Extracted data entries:

+ + +

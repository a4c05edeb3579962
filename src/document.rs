//! Document kind detection and the loaded-document handle

use std::fs::File;
use std::io::Read;
use std::path::{Path, PathBuf};
use std::sync::Arc;

use crate::error::ViewerError;
use crate::paged::{PageBackend, PageSize, RasterBackend};
use crate::score::MarkupDocument;

#[derive(Clone, Copy, Debug, PartialEq, Eq)]
pub enum PagedFormat {
    Pdf,
    Raster,
}

#[derive(Clone, Copy, Debug, PartialEq, Eq)]
pub enum ScoreFormat {
    MusicXml,
    /// Zip-compressed MusicXML
    Mxl,
}

#[derive(Clone, Copy, Debug, PartialEq, Eq)]
pub enum DocumentKind {
    PagedImage(PagedFormat),
    NotatedScore(ScoreFormat),
    Unsupported,
}

impl DocumentKind {
    pub fn as_str(&self) -> &'static str {
        match self {
            DocumentKind::PagedImage(_) => "paged-image",
            DocumentKind::NotatedScore(_) => "notated-score",
            DocumentKind::Unsupported => "unsupported",
        }
    }
}

/// Extensions the `image` decoder is built for; bmp and tiff sit behind
/// their cargo features
fn is_raster_extension(ext: &str) -> bool {
    matches!(ext, "png" | "jpg" | "jpeg" | "gif" | "webp")
        || (cfg!(feature = "image-bmp") && ext == "bmp")
        || (cfg!(feature = "image-tiff") && matches!(ext, "tif" | "tiff"))
}

/// Classify a file by its leading bytes, falling back to its extension
pub fn detect_kind(path: &Path) -> std::io::Result<DocumentKind> {
    let mut head = [0u8; 16];
    let read = File::open(path)?.read(&mut head)?;
    Ok(classify(&head[..read], extension_of(path).as_deref()))
}

fn extension_of(path: &Path) -> Option<String> {
    path.extension()
        .and_then(|ext| ext.to_str())
        .map(str::to_ascii_lowercase)
}

#[must_use]
pub fn classify(head: &[u8], extension: Option<&str>) -> DocumentKind {
    if head.starts_with(b"%PDF") {
        return DocumentKind::PagedImage(PagedFormat::Pdf);
    }
    if is_raster_magic(head) {
        return DocumentKind::PagedImage(PagedFormat::Raster);
    }
    if head.starts_with(b"PK\x03\x04") {
        // Plenty of formats are zips; only trust one that says it is MXL
        return if extension == Some("mxl") {
            DocumentKind::NotatedScore(ScoreFormat::Mxl)
        } else {
            DocumentKind::Unsupported
        };
    }

    match extension {
        Some("pdf") => DocumentKind::PagedImage(PagedFormat::Pdf),
        Some(ext) if is_raster_extension(ext) => {
            DocumentKind::PagedImage(PagedFormat::Raster)
        }
        Some("musicxml" | "xml") => DocumentKind::NotatedScore(ScoreFormat::MusicXml),
        Some("mxl") => DocumentKind::NotatedScore(ScoreFormat::Mxl),
        _ if looks_like_markup(head) => DocumentKind::NotatedScore(ScoreFormat::MusicXml),
        _ => DocumentKind::Unsupported,
    }
}

fn is_raster_magic(head: &[u8]) -> bool {
    head.starts_with(b"\x89PNG\r\n\x1a\n")
        || head.starts_with(b"\xff\xd8\xff")
        || head.starts_with(b"GIF87a")
        || head.starts_with(b"GIF89a")
        || (head.len() >= 12 && &head[..4] == b"RIFF" && &head[8..12] == b"WEBP")
}

fn looks_like_markup(head: &[u8]) -> bool {
    let head = head.strip_prefix(b"\xef\xbb\xbf").unwrap_or(head);
    head.iter()
        .find(|b| !b.is_ascii_whitespace())
        .is_some_and(|b| *b == b'<')
}

/// Page backend able to open `format`
pub fn page_backend(format: PagedFormat) -> Result<Arc<dyn PageBackend>, ViewerError> {
    match format {
        PagedFormat::Raster => Ok(Arc::new(RasterBackend)),
        #[cfg(feature = "pdf")]
        PagedFormat::Pdf => Ok(Arc::new(crate::paged::PdfBackend)),
        #[cfg(not(feature = "pdf"))]
        PagedFormat::Pdf => Err(ViewerError::UnsupportedFormat(
            "PDF support was not compiled in (enable the `pdf` feature)".to_string(),
        )),
    }
}

/// A paged source whose first-page metrics have been captured
#[derive(Clone, Debug, PartialEq)]
pub struct PagedDocument {
    pub path: PathBuf,
    pub page_count: usize,
    /// Size of page 1; `None` only for an empty document
    pub page_size: Option<PageSize>,
}

#[derive(Clone, Debug, PartialEq)]
pub struct ScoreDocument {
    pub path: PathBuf,
    pub format: ScoreFormat,
    pub markup: MarkupDocument,
}

/// Currently loaded document; replaced wholesale on every load
#[derive(Clone, Debug, Default, PartialEq)]
pub enum Document {
    #[default]
    Empty,
    Paged(PagedDocument),
    Score(ScoreDocument),
}

impl Document {
    #[must_use]
    pub fn path(&self) -> Option<&Path> {
        match self {
            Document::Empty => None,
            Document::Paged(doc) => Some(&doc.path),
            Document::Score(doc) => Some(&doc.path),
        }
    }

    #[must_use]
    pub fn page_count(&self) -> usize {
        match self {
            Document::Paged(doc) => doc.page_count,
            _ => 0,
        }
    }
}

+ + +

[Your instructions] Copy every line of the records word for word.

[Solution to this task]
repository a4c05edeb3579962
filename src/document.rs
//! Document kind detection and the loaded-document handle

use std::fs::File;
use std::io::Read;
use std::path::{Path, PathBuf};
use std::sync::Arc;

use crate::error::ViewerError;
use crate::paged::{PageBackend, PageSize, RasterBackend};
use crate::score::MarkupDocument;

#[derive(Clone, Copy, Debug, PartialEq, Eq)]
pub enum PagedFormat {
    Pdf,
    Raster,
}

#[derive(Clone, Copy, Debug, PartialEq, Eq)]
pub enum ScoreFormat {
    MusicXml,
    /// Zip-compressed MusicXML
    Mxl,
}

#[derive(Clone, Copy, Debug, PartialEq, Eq)]
pub enum DocumentKind {
    PagedImage(PagedFormat),
    NotatedScore(ScoreFormat),
    Unsupported,
}

impl DocumentKind {
    pub fn as_str(&self) -> &'static str {
        match self {
            DocumentKind::PagedImage(_) => "paged-image",
            DocumentKind::NotatedScore(_) => "notated-score",
            DocumentKind::Unsupported => "unsupported",
        }
    }
}

/// Extensions the `image` decoder is built for; bmp and tiff sit behind
/// their cargo features
fn is_raster_extension(ext: &str) -> bool {
    matches!(ext, "png" | "jpg" | "jpeg" | "gif" | "webp")
        || (cfg!(feature = "image-bmp") && ext == "bmp")
        || (cfg!(feature = "image-tiff") && matches!(ext, "tif" | "tiff"))
}

/// Classify a file by its leading bytes, falling back to its extension
pub fn detect_kind(path: &Path) -> std::io::Result<DocumentKind> {
    let mut head = [0u8; 16];
    let read = File::open(path)?.read(&mut head)?;
    Ok(classify(&head[..read], extension_of(path).as_deref()))
}

fn extension_of(path: &Path) -> Option<String> {
    path.extension()
        .and_then(|ext| ext.to_str())
        .map(str::to_ascii_lowercase)
}

#[must_use]
pub fn classify(head: &[u8], extension: Option<&str>) -> DocumentKind {
    if head.starts_with(b"%PDF") {
        return DocumentKind::PagedImage(PagedFormat::Pdf);
    }
    if is_raster_magic(head) {
        return DocumentKind::PagedImage(PagedFormat::Raster);
    }
    if head.starts_with(b"PK\x03\x04") {
        // Plenty of formats are zips; only trust one that says it is MXL
        return if extension == Some("mxl") {
            DocumentKind::NotatedScore(ScoreFormat::Mxl)
        } else {
            DocumentKind::Unsupported
        };
    }

    match extension {
        Some("pdf") => DocumentKind::PagedImage(PagedFormat::Pdf),
        Some(ext) if is_raster_extension(ext) => {
            DocumentKind::PagedImage(PagedFormat::Raster)
        }
        Some("musicxml" | "xml") => DocumentKind::NotatedScore(ScoreFormat::MusicXml),
        Some("mxl") => DocumentKind::NotatedScore(ScoreFormat::Mxl),
        _ if looks_like_markup(head) => DocumentKind::NotatedScore(ScoreFormat::MusicXml),
        _ => DocumentKind::Unsupported,
    }
}

fn is_raster_magic(head: &[u8]) -> bool {
    head.starts_with(b"\x89PNG\r\n\x1a\n")
        || head.starts_with(b"\xff\xd8\xff")
        || head.starts_with(b"GIF87a")
        || head.starts_with(b"GIF89a")
        || (head.len() >= 12 && &head[..4] == b"RIFF" && &head[8..12] == b"WEBP")
}

fn looks_like_markup(head: &[u8]) -> bool {
    let head = head.strip_prefix(b"\xef\xbb\xbf").unwrap_or(head);
    head.iter()
        .find(|b| !b.is_ascii_whitespace())
        .is_some_and(|b| *b == b'<')
}

/// Page backend able to open `format`
pub fn page_backend(format: PagedFormat) -> Result<Arc<dyn PageBackend>, ViewerError> {
    match format {
        PagedFormat::Raster => Ok(Arc::new(RasterBackend)),
        #[cfg(feature = "pdf")]
        PagedFormat::Pdf => Ok(Arc::new(crate::paged::PdfBackend)),
        #[cfg(not(feature = "pdf"))]
        PagedFormat::Pdf => Err(ViewerError::UnsupportedFormat(
            "PDF support was not compiled in (enable the `pdf` feature)".to_string(),
        )),
    }
}

/// A paged source whose first-page metrics have been captured
#[derive(Clone, Debug, PartialEq)]
pub struct PagedDocument {
    pub path: PathBuf,
    pub page_count: usize,
    /// Size of page 1; `None` only for an empty document
    pub page_size: Option<PageSize>,
}

#[derive(Clone, Debug, PartialEq)]
pub struct ScoreDocument {
    pub path: PathBuf,
    pub format: ScoreFormat,
    pub markup: MarkupDocument,
}

/// Currently loaded document; replaced wholesale on every load
#[derive(Clone, Debug, Default, PartialEq)]
pub enum Document {
    #[default]
    Empty,
    Paged(PagedDocument),
    Score(ScoreDocument),
}

impl Document {
    #[must_use]
    pub fn path(&self) -> Option<&Path> {
        match self {
            Document::Empty => None,
            Document::Paged(doc) => Some(&doc.path),
            Document::Score(doc) => Some(&doc.path),
        }
    }

    #[must_use]
    pub fn page_count(&self) -> usize {
        match self {
            Document::Paged(doc) => doc.page_count,
            _ => 0,
        }
    }
}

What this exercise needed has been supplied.